# Given data:

/// Size estimate for a key range
#[derive(Debug, Clone, Copy, Default, PartialEq, Eq)]
pub struct RangeEstimate {
    pub rows: u64,
    pub bytes: u64,
}

/// Namespaces rebuilt from the WAL: id -> (name, writes in commit order)
type Replayed = BTreeMap<u32, (String, Vec<(u64, Bytes, Option<Bytes>)>)>;

fn replay(entries: impl IntoIterator<Item = WalEntry>) -> (Replayed, u64) {
    let mut namespaces: Replayed = BTreeMap::new();
    let mut last_seq = 0;

    for entry in entries {
        match entry.record {
            Record::CreateNamespace { id, name } => {
                namespaces.insert(id, (name, Vec::new()));
            }
            Record::DropNamespace { id } => {
                namespaces.remove(&id);
            }
            Record::Commit { seq, writes } => {
                last_seq = last_seq.max(seq);
                for write in writes {
                    if let Some((_, records)) = namespaces.get_mut(&write.namespace) {
                        records.push((seq, Bytes::from(write.key), write.value.map(Bytes::from)));
                    }
                }
            }
        }
    }

    (namespaces, last_seq)
}

struct NamespaceTable {
    by_name: HashMap<String, Arc<Namespace>>,
    next_id: u32,
}

pub(crate) struct EngineInner {
    data_dir: PathBuf,
    sync_strategy: WalSyncStrategy,
    compaction_threshold: u64,
    /// Held for every WAL append; also serialises commits
    wal: Mutex<WalWriter>,
    namespaces: RwLock<NamespaceTable>,
    /// Sequence number of the newest visible commit
    last_seq: AtomicU64,
    /// Pinned snapshot -> number of transactions reading at it
    snapshots: Mutex<BTreeMap<u64, usize>>,
    closed: AtomicBool,
}

impl EngineInner {
    pub(crate) fn check_open(&self) -> EngineResult<()> {
        if self.closed.load(Ordering::Acquire) {
            return Err(EngineError::EngineClosed);
        }
        Ok(())
    }

    pub(crate) fn release_snapshot(&self, seq: u64) {
        let mut snapshots = self.snapshots.lock();
        if let Some(count) = snapshots.get_mut(&seq) {
            *count -= 1;
            if *count == 0 {
                snapshots.remove(&seq);
            }
        }
    }

    /// Oldest snapshot any reader may still use
    fn oldest_snapshot(&self) -> u64 {
        let last = self.last_seq.load(Ordering::Acquire);
        self.snapshots
            .lock()
            .keys()
            .next()
            .copied()
            .map_or(last, |pinned| pinned.min(last))
    }

    pub(crate) fn commit(&self, snapshot: u64, writes: BTreeMap<u32, WriteSet>) -> EngineResult<u64> {
        if writes.values().all(|set| set.entries.is_empty()) {
            return Ok(self.last_seq.load(Ordering::Acquire));
        }
        self.check_open()?;
        let mut wal = self.wal.lock();

        // Step 1: optimistic conflict check
        for set in writes.values() {
            let namespace = &set.namespace;
            if namespace.is_dropped() {
                return Err(EngineError::NamespaceDropped(namespace.name().to_string()));
            }
            for key in set.entries.keys() {
                if namespace.latest_seq(key).map_or(false, |seq| seq > snapshot) {
                    warn!(namespace = %namespace.name(), snapshot, "commit conflict");
                    return Err(EngineError::Conflict {
                        namespace: namespace.name().to_string(),
                        snapshot,
                    });
                }
            }
        }

        // Step 2: write-ahead
        let seq = self.last_seq.load(Ordering::Acquire) + 1;
        let ops = writes
            .values()
            .flat_map(|set| {
                set.entries.iter().map(move |(key, value)| WriteOp {
                    namespace: set.namespace.id(),
                    key: key.bytes().to_vec(),
                    value: value.as_ref().map(|v| v.to_vec()),
                })
            })
            .collect();
        wal.append(Record::Commit { seq, writes: ops })?;

        // Step 3: apply
        let oldest = self.oldest_snapshot();
        for set in writes.into_values() {
            for (key, value) in set.entries {
                set.namespace.apply(seq, key, value, oldest);
            }
        }

        // Step 4: publish
        self.last_seq.store(seq, Ordering::Release);

        // The commit is durable and visible; a failed rewrite only delays compaction
        if self.compaction_threshold > 0 && wal.size() > self.compaction_threshold {
            if let Err(e) = self.compact_locked(&mut wal) {
                warn!(seq, error = %e, "automatic WAL compaction failed");
            }
        }
        Ok(seq)
    }

    /// Rewrite the WAL as one create + one commit per live namespace
    fn compact_locked(&self, wal: &mut WalWriter) -> EngineResult<()> {
        let before = wal.size();
        let wal_path = self.data_dir.join(WAL_FILE);
        let tmp_path = self.data_dir.join(WAL_COMPACT_FILE);
        if tmp_path.exists() {
            fs::remove_file(&tmp_path)?;
        }

        let seq = self.last_seq.load(Ordering::Acquire);
        let oldest = self.oldest_snapshot();
        {
            let table = self.namespaces.read();
            let mut live: Vec<&Arc<Namespace>> = table.by_name.values().collect();
            live.sort_by_key(|ns| ns.id());

            let mut rewritten = WalWriter::open(&tmp_path, WalSyncStrategy::EveryNEntries { count: usize::MAX })?;
            for namespace in live {
                rewritten.append(Record::CreateNamespace {
                    id: namespace.id(),
                    name: namespace.name().to_string(),
                })?;
                let writes: Vec<WriteOp> = namespace
                    .live_records(oldest)
                    .into_iter()
                    .map(|(key, value)| WriteOp {
                        namespace: namespace.id(),
                        key: key.to_vec(),
                        value: Some(value.to_vec()),
                    })
                    .collect();
                if !writes.is_empty() {
                    rewritten.append(Record::Commit { seq, writes })?;
                }
            }
            rewritten.sync()?;
        }

        fs::rename(&tmp_path, &wal_path)?;
        *wal = WalWriter::open(&wal_path, self.sync_strategy)?;
        info!(before, after = wal.size(), "WAL compacted");
        Ok(())
    }
}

# Description of the task:
The required answer is the number of lines in the listing above that contain the word "usize", with nothing added.

# Your response:
2